_Task goal_
Needed from the data below: every line from the one with "pub fn password(mut" up to and including the one with "pub fn from_file(path: impl", repeated exactly and with nothing else.

_Records provided_
○ ○ ○ ○ ○
use crate::result::{DbError, Result};
use serde::{Deserialize, Serialize};
use std::fs;
use std::path::Path;

/// Database backend a configuration connects to
#[derive(Debug, Clone, Copy, PartialEq, Eq, Default, Serialize, Deserialize)]
#[serde(rename_all = "lowercase")]
pub enum Backend {
    #[default]
    Sqlite,
    Postgresql,
}

impl Backend {
    /// Whether the driver for this backend is compiled into the current build
    pub fn is_available(&self) -> bool {
        match self {
            Backend::Sqlite => true,
            Backend::Postgresql => cfg!(feature = "postgresql"),
        }
    }
}

impl std::fmt::Display for Backend {
    fn fmt(&self, f: &mut std::fmt::Formatter<'_>) -> std::fmt::Result {
        let s = match self {
            Backend::Sqlite => "sqlite",
            Backend::Postgresql => "postgresql",
        };
        write!(f, "{s}")
    }
}

/// Construction parameters for a [`crate::Db`].
///
/// For SQLite `db_name` is the database file path; an empty name or
/// `:memory:` opens an in-memory database and the network fields are ignored.
#[derive(Debug, Clone, PartialEq, Serialize, Deserialize)]
#[serde(default)]
pub struct DbConfig {
    pub backend: Backend,
    pub db_name: String,
    pub db_host: String,
    pub db_user: String,
    pub db_password: String,
    pub port: Option<u16>,
    /// Strict reporting: log statements and failures through `tracing`
    pub debug: bool,
}

impl Default for DbConfig {
    fn default() -> Self {
        Self {
            backend: Backend::Sqlite,
            db_name: String::new(),
            db_host: "localhost".to_string(),
            db_user: "root".to_string(),
            db_password: String::new(),
            port: None,
            debug: false,
        }
    }
}

impl DbConfig {
    pub fn new(db_name: impl Into<String>) -> Self {
        Self {
            db_name: db_name.into(),
            ..Self::default()
        }
    }

    pub fn backend(mut self, backend: Backend) -> Self {
        self.backend = backend;
        self
    }

    pub fn host(mut self, host: impl Into<String>) -> Self {
        self.db_host = host.into();
        self
    }

    pub fn user(mut self, user: impl Into<String>) -> Self {
        self.db_user = user.into();
        self
    }

    pub fn password(mut self, password: impl Into<String>) -> Self {
        self.db_password = password.into();
        self
    }

    pub fn port(mut self, port: u16) -> Self {
        self.port = Some(port);
        self
    }

    pub fn debug(mut self, debug: bool) -> Self {
        self.debug = debug;
        self
    }

    /// Load a configuration from a JSON file
    pub fn from_file(path: impl AsRef<Path>) -> Result<Self> {
        let content = fs::read_to_string(path)?;
        let json: serde_json::Value = serde_json::from_str(&content)?;
        Self::from_json(json)
    }

    /// Load a configuration from a serde_json::Value object; missing fields take their defaults
    pub fn from_json(json: serde_json::Value) -> Result<Self> {
        if !json.is_object() {
            return Err(DbError::new_invalid_input(format!(
                "expected a configuration object, got {json}"
            )));
        }
        Ok(serde_json::from_value(json)?)
    }

    /// Fail with a configuration error when the backend's driver is not compiled in
    pub fn check_driver_available(&self) -> Result<()> {
        if self.backend.is_available() {
            Ok(())
        } else {
            Err(DbError::new_configuration(format!(
                "{} driver is not enabled in this build",
                self.backend
            )))
        }
    }

    pub(crate) fn is_in_memory(&self) -> bool {
        self.db_name.is_empty() || self.db_name == ":memory:"
    }
}

#[cfg(test)]
mod tests {
    use super::*;
    use serde_json::json;

    #[test]
    fn test_defaults() {
        let config = DbConfig::default();
        assert_eq!(config.backend, Backend::Sqlite);
        assert_eq!(config.db_host, "localhost");
        assert_eq!(config.db_user, "root");
        assert_eq!(config.db_password, "");
        assert_eq!(config.port, None);
        assert!(!config.debug);
        assert!(config.is_in_memory());
    }

    #[test]
    fn test_from_json_partial() {
        let config = DbConfig::from_json(json!({
            "backend": "postgresql",
            "db_name": "shop",
            "port": 5433
        }))
        .unwrap();
        assert_eq!(config.backend, Backend::Postgresql);
        assert_eq!(config.db_name, "shop");
        assert_eq!(config.port, Some(5433));
        assert_eq!(config.db_host, "localhost");
    }

    #[test]
    fn test_from_json_unknown_backend_is_json_error() {
        let err = DbConfig::from_json(json!({"backend": "oracle"})).unwrap_err();
        assert!(matches!(err, DbError::Json(_)));
    }

    #[test]
    fn test_from_json_non_object() {
        let err = DbConfig::from_json(json!("sqlite")).unwrap_err();
        assert!(matches!(err, DbError::InvalidInput(_)));
    }

    #[test]
    fn test_builder_setters() {
        let config = DbConfig::new("app.db")
            .host("db.internal")
            .user("app")
            .password("secret")
            .port(3307)
            .debug(true);
        assert_eq!(config.db_name, "app.db");
        assert_eq!(config.db_host, "db.internal");
        assert_eq!(config.db_user, "app");
        assert_eq!(config.db_password, "secret");
        assert_eq!(config.port, Some(3307));
        assert!(config.debug);
        assert!(!config.is_in_memory());
    }

    #[test]
    fn test_sqlite_is_always_available() {
        assert!(DbConfig::default().check_driver_available().is_ok());
    }

    #[cfg(not(feature = "postgresql"))]
    #[test]
    fn test_missing_postgresql_driver_is_configuration_error() {
        let config = DbConfig::default().backend(Backend::Postgresql);
        let err = config.check_driver_available().unwrap_err();
        assert!(matches!(err, DbError::Configuration(_)));
    }
}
○ ○ ○ ○ ○
_Result of this task_
    pub fn password(mut self, password: impl Into<String>) -> Self {
        self.db_password = password.into();
        self
    }

    pub fn port(mut self, port: u16) -> Self {
        self.port = Some(port);
        self
    }

    pub fn debug(mut self, debug: bool) -> Self {
        self.debug = debug;
        self
    }

    /// Load a configuration from a JSON file
    pub fn from_file(path: impl AsRef<Path>) -> Result<Self> {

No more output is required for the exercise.